Indonesian palm oil faces risk of stranded assets due to climate action

Two thirds of unplanted concessions in Indonesia could be stranded assets by 2040, due to efforts to reduce the sector’s impact on forests. But companies that grow sustainably could win big, a new study predicts.

deforestation for palm oil on peatland in Central Kalimantan, Borneo, Indonesia
Arial view of deforestation for palm oil on peatland in Central Kalimantan, Borneo, in Indonesia. Image: glennhurowitzCC BY-NC-ND 3.0

A huge portion of Indonesia’s fast-growing palm oil sector could become obsolete in order to rein in greenhouse gas emissions, predicts a report by Orbitas, a climate transition risk think tank.

More than two thirds (76 per cent) of unplanted concessions in Indonesia and 15 per cent of the country’s current concessions, including land farmed by smallholders, could be stranded assets by 2040, as efforts to end tropical deforestation ramp-up in a bid to comply with the Paris Agreement to slash carbon emissions to stave off climate change.

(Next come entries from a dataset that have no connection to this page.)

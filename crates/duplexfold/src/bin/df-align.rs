use std::io::Write;
use std::process::ExitCode;

use clap::Parser;
use colored::*;
use env_logger::{Builder, Env};
use log::{info, warn};
use serde_json::json;

use df_align::{align_duplex, duplex_matrix, AlignError, Decision};
use df_thermo::ReactionCondition;

/// Predict the minimum free energy hybridization of two DNA strands.
#[derive(Parser)]
#[command(name = "df-align", version, about)]
struct Args {
    /// Reference strand, 5'->3'.
    #[arg(short, long)]
    reference: String,

    /// Query strand, 5'->3'.
    #[arg(short, long)]
    query: String,

    /// Reaction temperature in degrees Celsius.
    #[arg(short, long, default_value_t = 37.0)]
    temperature: f64,

    /// Monovalent salt concentration in mol/L (reserved).
    #[arg(long, default_value_t = 1.0)]
    salt: f64,

    /// Emit the result as JSON instead of text.
    #[arg(long)]
    json: bool,

    /// Dump the decision matrix slot by slot.
    #[arg(long)]
    matrix: bool,
}

fn run(args: &Args) -> Result<(), AlignError> {
    let condition = ReactionCondition::new(args.temperature, args.salt);
    let result = align_duplex(&args.reference, &args.query, condition)?;

    if args.matrix {
        match duplex_matrix(&args.reference, &args.query, condition) {
            Ok(matrix) => {
                for (label, slot) in [
                    ("bind", Decision::Match),
                    ("top_bulge", Decision::TopBulge),
                    ("bottom_bulge", Decision::BottomBulge),
                    ("stop", Decision::Stop),
                ] {
                    println!("[{}]", label);
                    print!("{}", matrix.slot_table(slot));
                }
            }
            Err(AlignError::EmptyInput) => {
                warn!("matrix dump skipped: input below 2 bases per strand");
            }
            Err(e) => return Err(e),
        }
    }

    if args.json {
        let payload = json!({
            "reference": args.reference.to_ascii_uppercase(),
            "query": args.query.to_ascii_uppercase(),
            "temperature_celsius": args.temperature,
            "salt_molarity": args.salt,
            "delG_cal_per_mol": result.del_g,
            "coord": result.coord,
            "rendered": result.rendered,
        });
        println!("{}", serde_json::to_string_pretty(&payload).expect("serializable payload"));
        return Ok(());
    }

    if result.rendered.is_empty() {
        println!("No favourable hybridization (delG = 0.00 kcal/mol).");
        return Ok(());
    }
    info!("best decision {} at ({}, {})",
        result.coord.decision, result.coord.row, result.coord.col);
    println!("{}", result.rendered);
    println!("delG = {:.2} kcal/mol", result.del_g / 1000.0);
    Ok(())
}

fn main() -> ExitCode {
    Builder::from_env(Env::default().default_filter_or("info"))
        .format(|buf, record| writeln!(buf, "{}", record.args()))
        .init();
    let args = Args::parse();
    match run(&args) {
        Ok(()) => ExitCode::SUCCESS,
        Err(e @ AlignError::InvalidBase(_)) => {
            eprintln!("{} {}", "ERROR:".red(), e);
            ExitCode::from(1)
        }
        Err(e) => {
            eprintln!("{} {}", "ERROR:".red(), e);
            ExitCode::from(2)
        }
    }
}

use std::sync::LazyLock;

use crate::{Neighbour, TerminalNeighbour, BCOUNT, TCOUNT};

/// One nearest neighbor parameter record: enthalpy in kcal/mol and
/// entropy in cal/(mol K).
#[derive(Clone, Copy, Debug, PartialEq)]
pub struct ThermParam {
    pub delta_h: f64,
    pub delta_s: f64,
}

impl ThermParam {
    pub const ZERO: ThermParam = ThermParam { delta_h: 0.0, delta_s: 0.0 };

    pub const fn new(delta_h: f64, delta_s: f64) -> Self {
        ThermParam { delta_h, delta_s }
    }
}

/// Duplex initiation parameters, keyed by the identity of the terminal
/// pair (SantaLucia 1998 unified set).
pub struct InitiationParams {
    pub init: ThermParam,
    pub init_at: ThermParam,
    pub init_gc: ThermParam,
    pub init_one_gc: ThermParam,
    pub init_all_at: ThermParam,
    pub sym: ThermParam,
}

pub const INITIATION: InitiationParams = InitiationParams {
    init: ThermParam::new(0.0, 0.0),
    init_at: ThermParam::new(2.3, 4.1),
    init_gc: ThermParam::new(0.1, -2.8),
    init_one_gc: ThermParam::new(0.0, 0.0),
    init_all_at: ThermParam::new(0.0, 0.0),
    sym: ThermParam::new(0.0, -1.4),
};

/// Penalty for an A-T pair closing a helix end (SantaLucia & Hicks 2004).
pub const TERMINAL_AT: ThermParam = ThermParam::new(2.2, 6.9);

// Watson-Crick matches (DNA)
// SantaLucia (1998), PNAS 95, 1460-1465
const MATCH_RECORDS: &[(&str, f64, f64)] = &[
    ("AA/TT", -7.9, -22.2),
    ("AT/TA", -7.2, -20.4),
    ("TA/AT", -7.2, -21.3),
    ("CA/GT", -8.5, -22.7),
    ("GT/CA", -8.4, -22.4),
    ("CT/GA", -7.8, -21.0),
    ("GA/CT", -8.2, -22.2),
    ("CG/GC", -10.6, -27.2),
    ("GC/CG", -9.8, -24.4),
    ("GG/CC", -8.0, -19.9),
];

// Internal mismatch table (DNA)
// Allawi & SantaLucia (1997), Biochemistry 36, 10581-10594
// Allawi & SantaLucia (1998), Biochemistry 37, 9435-9444
// Allawi & SantaLucia (1998), Biochemistry 37, 2170-2179
// Allawi & SantaLucia (1998), Nucl Acids Res 26, 2694-2701
// Peyret et al. (1999), Biochemistry 38, 3468-3477
const INTERNAL_MISMATCH_RECORDS: &[(&str, f64, f64)] = &[
    ("AG/TT", 1.0, 0.9),
    ("AT/TG", -2.5, -8.3),
    ("CG/GT", -4.1, -11.7),
    ("CT/GG", -2.8, -8.0),
    ("GG/CT", 3.3, 10.4),
    ("GG/TT", 5.8, 16.3),
    ("GT/CG", -4.4, -12.3),
    ("GT/TG", 4.1, 9.5),
    ("TG/AT", -0.1, -1.7),
    ("TG/GT", -1.4, -6.2),
    ("TT/AG", -1.3, -5.3),
    ("AA/TG", -0.6, -2.3),
    ("AG/TA", -0.7, -2.3),
    ("CA/GG", -0.7, -2.3),
    ("CG/GA", -4.0, -13.2),
    ("GA/CG", -0.6, -1.0),
    ("GG/CA", 0.5, 3.2),
    ("TA/AG", 0.7, 0.7),
    ("TG/AA", 3.0, 7.4),
    ("AC/TT", 0.7, 0.2),
    ("AT/TC", -1.2, -6.2),
    ("CC/GT", -0.8, -4.5),
    ("CT/GC", -1.5, -6.1),
    ("GC/CT", 2.3, 5.4),
    ("GT/CC", 5.2, 13.5),
    ("TC/AT", 1.2, 0.7),
    ("TT/AC", 1.0, 0.7),
    ("AA/TC", 2.3, 4.6),
    ("AC/TA", 5.3, 14.6),
    ("CA/GC", 1.9, 3.7),
    ("CC/GA", 0.6, -0.6),
    ("GA/CC", 5.2, 14.2),
    ("GC/CA", -0.7, -3.8),
    ("TA/AC", 3.4, 8.0),
    ("TC/AA", 7.6, 20.2),
    ("AA/TA", 1.2, 1.7),
    ("CA/GA", -0.9, -4.2),
    ("GA/CA", -2.9, -9.8),
    ("TA/AA", 4.7, 12.9),
    ("AC/TC", 0.0, -4.4),
    ("CC/GC", -1.5, -7.2),
    ("GC/CC", 3.6, 8.9),
    ("TC/AC", 6.1, 16.4),
    ("AG/TG", -3.1, -9.5),
    ("CG/GG", -4.9, -15.3),
    ("GG/CG", -6.0, -15.8),
    ("TG/AG", 1.6, 3.6),
    ("AT/TT", -2.7, -10.8),
    ("CT/GT", -5.0, -15.8),
    ("GT/CT", -2.2, -8.4),
    ("TT/AT", 0.2, -1.5),
];

// Terminal mismatch table (DNA)
// SantaLucia & Peyret (2001) Patent Application WO 01/94611
const TERMINAL_MISMATCH_RECORDS: &[(&str, f64, f64)] = &[
    ("AA/TA", -3.1, -7.8),
    ("TA/AA", -2.5, -6.3),
    ("CA/GA", -4.3, -10.7),
    ("GA/CA", -8.0, -22.5),
    ("AC/TC", -0.1, 0.5),
    ("TC/AC", -0.7, -1.3),
    ("CC/GC", -2.1, -5.1),
    ("GC/CC", -3.9, -10.6),
    ("AG/TG", -1.1, -2.1),
    ("TG/AG", -1.1, -2.7),
    ("CG/GG", -3.8, -9.5),
    ("GG/CG", -0.7, -19.2),
    ("AT/TT", -2.4, -6.5),
    ("TT/AT", -3.2, -8.9),
    ("CT/GT", -6.1, -16.9),
    ("GT/CT", -7.4, -21.2),
    ("AA/TC", -1.6, -4.0),
    ("AC/TA", -1.8, -3.8),
    ("CA/GC", -2.6, -5.9),
    ("CC/GA", -2.7, -6.0),
    ("GA/CC", -5.0, -13.8),
    ("GC/CA", -3.2, -7.1),
    ("TA/AC", -2.3, -5.9),
    ("TC/AA", -2.7, -7.0),
    ("AC/TT", -0.9, -1.7),
    ("AT/TC", -2.3, -6.3),
    ("CC/GT", -3.2, -8.0),
    ("CT/GC", -3.9, -10.6),
    ("GC/CT", -4.9, -13.5),
    ("GT/CC", -3.0, -7.8),
    ("TC/AT", -2.5, -6.3),
    ("TT/AC", -0.7, -1.2),
    ("AA/TG", -1.9, -4.4),
    ("AG/TA", -2.5, -5.9),
    ("CA/GG", -3.9, -9.6),
    ("CG/GA", -6.0, -15.5),
    ("GA/CG", -4.3, -11.1),
    ("GG/CA", -4.6, -11.4),
    ("TA/AG", -2.0, -4.7),
    ("TG/AA", -2.4, -5.8),
    ("AG/TT", -3.2, -8.7),
    ("AT/TG", -3.5, -9.4),
    ("CG/GT", -3.8, -9.0),
    ("CT/GG", -6.6, -18.7),
    ("GG/CT", -5.7, -15.9),
    ("GT/CG", -5.9, -16.1),
    ("TG/AT", -3.9, -10.5),
    ("TT/AG", -3.6, -9.8),
];

// Dangling ends table (DNA)
// Bommarito et al. (2000), Nucl Acids Res 28, 1929-1934
const DANGLING_END_RECORDS: &[(&str, f64, f64)] = &[
    ("AA/.T", 0.2, 2.3),
    ("AC/.G", -6.3, -17.1),
    ("AG/.C", -3.7, -10.0),
    ("AT/.A", -2.9, -7.6),
    ("CA/.T", 0.6, 3.3),
    ("CC/.G", -4.4, -12.6),
    ("CG/.C", -4.0, -11.9),
    ("CT/.A", -4.1, -13.0),
    ("GA/.T", -1.1, -1.6),
    ("GC/.G", -5.1, -14.0),
    ("GG/.C", -3.9, -10.9),
    ("GT/.A", -4.2, -15.0),
    ("TA/.T", -6.9, -20.0),
    ("TC/.G", -4.0, -10.9),
    ("TG/.C", -4.9, -13.8),
    ("TT/.A", -0.2, -0.5),
    (".A/AT", -0.7, -0.8),
    (".C/AG", -2.1, -3.9),
    (".G/AC", -5.9, -16.5),
    (".T/AA", -0.5, -1.1),
    (".A/CT", 4.4, 14.9),
    (".C/CG", -0.2, -0.1),
    (".G/CC", -2.6, -7.4),
    (".T/CA", 4.7, 14.2),
    (".A/GT", -1.6, -3.6),
    (".C/GG", -3.9, -11.2),
    (".G/GC", -3.2, -10.4),
    (".T/GA", -4.1, -13.1),
    (".A/TT", 2.9, 10.4),
    (".C/TG", -4.4, -13.1),
    (".G/TC", -5.2, -15.0),
    (".T/TA", -3.8, -12.6),
];

// Loop penalty tables, delta G at 37 C in kcal/mol, entropic only
// (SantaLucia & Hicks 2004, Table 4). Sizes between tabulated entries
// and beyond the last one are extrapolated logarithmically.
pub(crate) const INTERNAL_LOOP_DG37: &[(usize, f64)] = &[
    (3, 3.2),
    (4, 3.6),
    (5, 4.0),
    (6, 4.4),
    (7, 4.6),
    (8, 4.8),
    (9, 4.9),
    (10, 4.9),
    (12, 5.2),
    (14, 5.4),
    (16, 5.6),
    (18, 5.8),
    (20, 5.9),
    (25, 6.2),
    (30, 6.6),
];

pub(crate) const BULGE_LOOP_DG37: &[(usize, f64)] = &[
    (1, 4.0),
    (2, 2.9),
    (3, 3.1),
    (4, 3.2),
    (5, 3.3),
    (6, 3.5),
    (7, 3.7),
    (8, 3.9),
    (9, 4.1),
    (10, 4.3),
    (12, 4.5),
    (14, 4.8),
    (16, 5.0),
    (18, 5.2),
    (20, 5.3),
    (25, 5.6),
    (30, 5.9),
];

const INTERNAL_SLOTS: usize = BCOUNT * BCOUNT * BCOUNT * BCOUNT;
const TERMINAL_SLOTS: usize = TCOUNT * TCOUNT * TCOUNT * TCOUNT;

/// Build a dense internal table from published records. Each record is
/// also inserted at its 180-degree rotated index, unless that index is
/// itself published (the measured value wins over the derived one).
fn build_internal(records: &[&[(&str, f64, f64)]]) -> Box<[Option<ThermParam>; INTERNAL_SLOTS]> {
    let mut table = Box::new([None; INTERNAL_SLOTS]);
    let parsed: Vec<(Neighbour, ThermParam)> = records
        .iter()
        .flat_map(|recs| recs.iter())
        .map(|&(key, dh, ds)| {
            let nn = Neighbour::try_from(key)
                .unwrap_or_else(|e| panic!("bad built-in record '{}': {}", key, e));
            (nn, ThermParam::new(dh, ds))
        })
        .collect();
    for &(nn, param) in &parsed {
        table[nn.index()] = Some(param);
    }
    for &(nn, param) in &parsed {
        let slot = &mut table[nn.rotated().index()];
        if slot.is_none() {
            *slot = Some(param);
        }
    }
    table
}

fn build_terminal(records: &[(&str, f64, f64)]) -> Box<[Option<ThermParam>; TERMINAL_SLOTS]> {
    let mut table = Box::new([None; TERMINAL_SLOTS]);
    let parsed: Vec<(TerminalNeighbour, ThermParam)> = records
        .iter()
        .map(|&(key, dh, ds)| {
            let nn = TerminalNeighbour::try_from(key)
                .unwrap_or_else(|e| panic!("bad built-in record '{}': {}", key, e));
            (nn, ThermParam::new(dh, ds))
        })
        .collect();
    for &(nn, param) in &parsed {
        table[nn.index()] = Some(param);
    }
    for &(nn, param) in &parsed {
        let slot = &mut table[nn.rotated().index()];
        if slot.is_none() {
            *slot = Some(param);
        }
    }
    table
}

/// Dense internal NN table: canonical stacks and internal mismatches
/// share the 4^4 index space.
pub static INTERNAL_NN: LazyLock<Box<[Option<ThermParam>; INTERNAL_SLOTS]>> =
    LazyLock::new(|| build_internal(&[MATCH_RECORDS, INTERNAL_MISMATCH_RECORDS]));

/// Dense terminal mismatch table over the 5^4 index space.
pub static TERMINAL_NN: LazyLock<Box<[Option<ThermParam>; TERMINAL_SLOTS]>> =
    LazyLock::new(|| build_terminal(TERMINAL_MISMATCH_RECORDS));

/// Dense dangling end table over the 5^4 index space ('.' marks the
/// missing base).
pub static DANGLING_NN: LazyLock<Box<[Option<ThermParam>; TERMINAL_SLOTS]>> =
    LazyLock::new(|| build_terminal(DANGLING_END_RECORDS));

Indonesia is the world’s largest palm oil producer, responsible for 72 per cent of a US$43 billion industry. The sector has grown rapidly in recent years at the expense of forests and carbon-rich peatlands; from 2001 to 2019, 27 million hectares of forests were lost in provinces dominated by palm oil production. Indonesia is the world’s fifth largest emitter of greenhouse gases, mainly due to deforestation and peatland fires associated with clearing shrubs and trees for agriculture. 

Commitments made by the Indonesian government to reduce emissions and a national ban on palm oil expansion, together with the recent report from the Intergovernmental Panel on Climate Change that calls for a complete halt on tropical deforestation, are piling pressure on palm oil firms to reduce their climate impact.

Stranded asset risk in palm oil

Palm oil companies and stranded asset risk. The figures in the above table are roughly representative of the best available data for 2015. Because of possible temporal and spatial discrepancies in 2015 concessions map data versus current planted palm maps, the current number of hectares at risk of becoming stranded assets may have changed. Source: Orbitas

According to Orbitas’s report, titled Indonesian palm oil sector facing stranded asset risk, palm oil firms with concessions on high carbon stock forests or high conservation value lands will have to write-off 9.2 million hectares of concessions that cannot be developed under sustainability commitments. 

Sixteen major palm oil producers and refiners operating in Indonesia have no deforestation, no peat, no exploitation (NDPE) pledges in place, including Wilmar, the world’s largest palm oil trader, Golden Agri-Resources (GAR) and Musim Mas. GAR has the largest potential stranded asset area.

Two companies are highlighted as particularly vulnerable to climate transition risk, and both have operations focused in biodiverse Papua: PT Austindo Nusantara Jaya and Korindo. The latter firm was recently expelled from eco-label body Forest Stewardship Council for alleged human rights violations and deforestation in Papua.

Under the most stringent of climate action scenarios, Indonesia’s smallholder farmers will be affected by stranded asset risk, if they’re bound by the same no-deforestation rules as industrial firms.

The sector is already under pressure to ramp up climate action. In the recent years, Norway’s US$1 trillion sovereign wealth fund divested from 33 palm oil companies over deforestation concerns, PepsiCo and Nestle severed ties with Indonesian palm oil producer Indofood, and the European Union is phasing out palm oil in biodiesel because of the crop’s environmental impact. 

Indonesia will continue to face increasing international pressure and incentives, such as carbon border tax adjustments, to reduce deforestation that will affect the growth of country’s powerful palm oil companies, Orbitas’s report suggests.

Growing by not expanding

Orbitas managing director Mark Kenber commented that climate concerns were already making deforestation in the palm oil sector uncompetitive, and firms that take climate transition risks seriously would continue to see growth.

The price of palm oil is projected to rise by 29 per cent by 2040, and restrictions on land use will boost revenue for companies that have strong climate policies in place that rule out deforestation in their concessions, the report finds. Higher land costs will force companies to use their land more efficiently, switch to technologies that drive up yield and rein in greenhouse gas emissions from fertiliser, diesel fuel use, and mill waste.

Financiers, the report suggests, should avoid investing in firms that have concession lands in areas of high conservation value, have weak NDPE policies, and business models that rely on land expansion.

Big producers and financiers also need to provide more support to smallholders, which produce 40 per cent of supply in Indonesia and are widely blamed for more recent deforestation, the report recommends.